» **WHAT IS REQUIRED**
Pick every line from the data below that contains the string "PagingState" and copy it.

» **GIVEN INFORMATION**

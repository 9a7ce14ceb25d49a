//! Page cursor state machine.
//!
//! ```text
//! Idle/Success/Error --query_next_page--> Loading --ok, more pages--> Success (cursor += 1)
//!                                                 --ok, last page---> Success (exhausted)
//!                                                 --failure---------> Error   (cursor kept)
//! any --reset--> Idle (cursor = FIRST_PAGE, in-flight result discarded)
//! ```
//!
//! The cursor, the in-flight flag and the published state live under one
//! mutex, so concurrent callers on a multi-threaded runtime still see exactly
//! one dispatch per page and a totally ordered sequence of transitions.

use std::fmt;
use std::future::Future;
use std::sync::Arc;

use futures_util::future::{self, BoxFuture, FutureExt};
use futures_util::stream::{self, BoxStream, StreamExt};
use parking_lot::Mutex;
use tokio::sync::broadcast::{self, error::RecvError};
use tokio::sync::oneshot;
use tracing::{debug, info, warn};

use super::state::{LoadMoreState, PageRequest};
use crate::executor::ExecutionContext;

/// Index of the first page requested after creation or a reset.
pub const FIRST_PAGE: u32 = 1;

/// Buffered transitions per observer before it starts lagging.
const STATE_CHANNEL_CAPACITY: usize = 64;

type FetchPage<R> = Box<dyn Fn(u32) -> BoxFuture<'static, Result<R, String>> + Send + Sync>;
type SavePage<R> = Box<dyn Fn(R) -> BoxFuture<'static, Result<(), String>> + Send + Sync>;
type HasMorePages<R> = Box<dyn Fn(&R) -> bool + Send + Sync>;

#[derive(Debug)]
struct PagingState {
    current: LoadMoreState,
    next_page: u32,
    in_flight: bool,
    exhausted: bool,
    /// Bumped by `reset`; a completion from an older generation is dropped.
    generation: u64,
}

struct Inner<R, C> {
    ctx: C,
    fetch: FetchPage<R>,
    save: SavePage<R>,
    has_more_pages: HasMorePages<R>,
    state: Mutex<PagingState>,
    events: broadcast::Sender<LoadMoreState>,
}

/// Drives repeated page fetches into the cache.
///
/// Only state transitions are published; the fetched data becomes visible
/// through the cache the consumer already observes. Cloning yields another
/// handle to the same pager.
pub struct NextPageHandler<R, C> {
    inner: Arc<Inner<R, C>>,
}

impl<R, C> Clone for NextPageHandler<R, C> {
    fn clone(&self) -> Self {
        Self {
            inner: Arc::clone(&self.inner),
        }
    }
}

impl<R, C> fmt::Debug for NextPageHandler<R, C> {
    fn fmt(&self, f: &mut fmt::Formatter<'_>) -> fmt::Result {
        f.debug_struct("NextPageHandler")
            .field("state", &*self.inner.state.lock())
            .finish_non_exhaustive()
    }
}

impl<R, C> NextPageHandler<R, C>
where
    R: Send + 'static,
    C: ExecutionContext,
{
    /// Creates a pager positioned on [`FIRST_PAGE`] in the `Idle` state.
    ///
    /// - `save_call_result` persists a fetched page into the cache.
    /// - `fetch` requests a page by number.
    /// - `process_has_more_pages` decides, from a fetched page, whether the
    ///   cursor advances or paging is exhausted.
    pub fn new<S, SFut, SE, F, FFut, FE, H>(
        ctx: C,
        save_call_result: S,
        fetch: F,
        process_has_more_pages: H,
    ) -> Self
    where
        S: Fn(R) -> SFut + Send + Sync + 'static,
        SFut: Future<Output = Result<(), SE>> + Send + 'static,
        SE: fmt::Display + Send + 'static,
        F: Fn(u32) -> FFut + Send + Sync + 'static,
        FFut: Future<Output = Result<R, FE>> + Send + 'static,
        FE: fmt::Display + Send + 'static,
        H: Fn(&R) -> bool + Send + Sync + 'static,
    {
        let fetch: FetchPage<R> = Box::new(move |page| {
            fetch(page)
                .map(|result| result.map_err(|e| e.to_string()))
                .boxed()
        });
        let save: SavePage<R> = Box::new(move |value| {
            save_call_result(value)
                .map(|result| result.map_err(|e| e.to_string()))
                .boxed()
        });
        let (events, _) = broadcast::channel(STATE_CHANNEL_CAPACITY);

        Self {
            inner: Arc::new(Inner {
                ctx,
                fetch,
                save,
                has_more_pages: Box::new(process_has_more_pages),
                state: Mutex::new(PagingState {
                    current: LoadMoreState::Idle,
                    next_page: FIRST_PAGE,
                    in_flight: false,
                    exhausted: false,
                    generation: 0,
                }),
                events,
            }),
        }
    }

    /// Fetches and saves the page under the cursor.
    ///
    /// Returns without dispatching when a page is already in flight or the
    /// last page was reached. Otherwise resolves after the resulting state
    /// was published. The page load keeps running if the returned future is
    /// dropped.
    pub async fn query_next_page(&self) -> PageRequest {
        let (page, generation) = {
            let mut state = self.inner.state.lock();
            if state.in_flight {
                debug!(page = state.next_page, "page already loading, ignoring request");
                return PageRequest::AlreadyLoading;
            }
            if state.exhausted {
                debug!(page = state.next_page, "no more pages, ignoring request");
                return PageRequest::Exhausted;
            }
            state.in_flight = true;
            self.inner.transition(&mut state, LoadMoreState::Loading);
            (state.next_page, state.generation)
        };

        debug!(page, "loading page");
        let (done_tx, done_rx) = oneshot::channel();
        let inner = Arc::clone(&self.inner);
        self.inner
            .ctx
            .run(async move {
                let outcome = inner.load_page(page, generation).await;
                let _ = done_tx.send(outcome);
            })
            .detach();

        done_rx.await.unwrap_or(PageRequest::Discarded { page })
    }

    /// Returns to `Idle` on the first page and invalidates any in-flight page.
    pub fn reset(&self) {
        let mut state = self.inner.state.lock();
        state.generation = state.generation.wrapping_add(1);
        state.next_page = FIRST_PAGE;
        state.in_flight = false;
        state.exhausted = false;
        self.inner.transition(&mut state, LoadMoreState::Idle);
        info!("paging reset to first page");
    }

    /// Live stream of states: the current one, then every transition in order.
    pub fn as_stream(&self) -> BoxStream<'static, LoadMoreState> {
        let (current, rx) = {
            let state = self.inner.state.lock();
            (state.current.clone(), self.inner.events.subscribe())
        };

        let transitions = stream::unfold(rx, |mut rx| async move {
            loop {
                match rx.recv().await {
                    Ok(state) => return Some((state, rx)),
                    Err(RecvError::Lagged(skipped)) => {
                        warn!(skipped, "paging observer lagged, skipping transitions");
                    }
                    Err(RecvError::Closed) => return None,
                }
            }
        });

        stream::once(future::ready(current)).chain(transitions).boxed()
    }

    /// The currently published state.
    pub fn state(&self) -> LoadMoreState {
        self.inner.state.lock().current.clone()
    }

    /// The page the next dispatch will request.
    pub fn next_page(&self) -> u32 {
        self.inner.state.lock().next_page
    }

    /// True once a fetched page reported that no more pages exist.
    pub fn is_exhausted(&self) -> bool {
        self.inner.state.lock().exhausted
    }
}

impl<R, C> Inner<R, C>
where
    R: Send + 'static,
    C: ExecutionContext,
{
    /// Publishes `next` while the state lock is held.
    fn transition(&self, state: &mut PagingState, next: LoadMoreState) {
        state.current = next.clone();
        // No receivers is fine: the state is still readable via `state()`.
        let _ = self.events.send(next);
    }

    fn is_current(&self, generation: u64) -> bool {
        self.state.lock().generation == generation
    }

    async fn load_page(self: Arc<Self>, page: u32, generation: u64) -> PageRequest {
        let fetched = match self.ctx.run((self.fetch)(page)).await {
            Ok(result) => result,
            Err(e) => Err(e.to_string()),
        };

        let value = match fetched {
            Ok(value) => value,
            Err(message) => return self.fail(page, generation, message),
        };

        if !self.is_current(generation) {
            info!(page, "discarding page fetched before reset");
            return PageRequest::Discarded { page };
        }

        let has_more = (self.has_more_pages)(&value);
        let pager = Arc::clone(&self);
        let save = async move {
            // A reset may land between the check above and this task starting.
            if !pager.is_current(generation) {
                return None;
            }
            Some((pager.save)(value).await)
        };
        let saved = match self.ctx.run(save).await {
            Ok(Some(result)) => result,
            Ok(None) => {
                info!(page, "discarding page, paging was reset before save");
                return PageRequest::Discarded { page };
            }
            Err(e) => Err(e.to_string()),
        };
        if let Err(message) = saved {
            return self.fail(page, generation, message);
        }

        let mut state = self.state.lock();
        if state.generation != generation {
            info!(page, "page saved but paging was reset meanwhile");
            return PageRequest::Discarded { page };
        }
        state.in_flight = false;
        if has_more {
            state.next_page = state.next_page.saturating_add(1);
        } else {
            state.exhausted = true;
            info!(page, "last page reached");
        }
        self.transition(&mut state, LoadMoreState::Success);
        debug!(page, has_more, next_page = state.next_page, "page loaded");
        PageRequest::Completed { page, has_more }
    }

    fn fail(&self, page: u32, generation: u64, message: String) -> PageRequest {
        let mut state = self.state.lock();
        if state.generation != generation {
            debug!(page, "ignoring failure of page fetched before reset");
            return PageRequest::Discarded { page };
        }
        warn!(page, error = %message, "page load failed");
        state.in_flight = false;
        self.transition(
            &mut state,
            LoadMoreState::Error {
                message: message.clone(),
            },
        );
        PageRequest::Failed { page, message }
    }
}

» **TASK RESULT**
struct PagingState {
    state: Mutex<PagingState>,
                state: Mutex::new(PagingState {
    fn transition(&self, state: &mut PagingState, next: LoadMoreState) {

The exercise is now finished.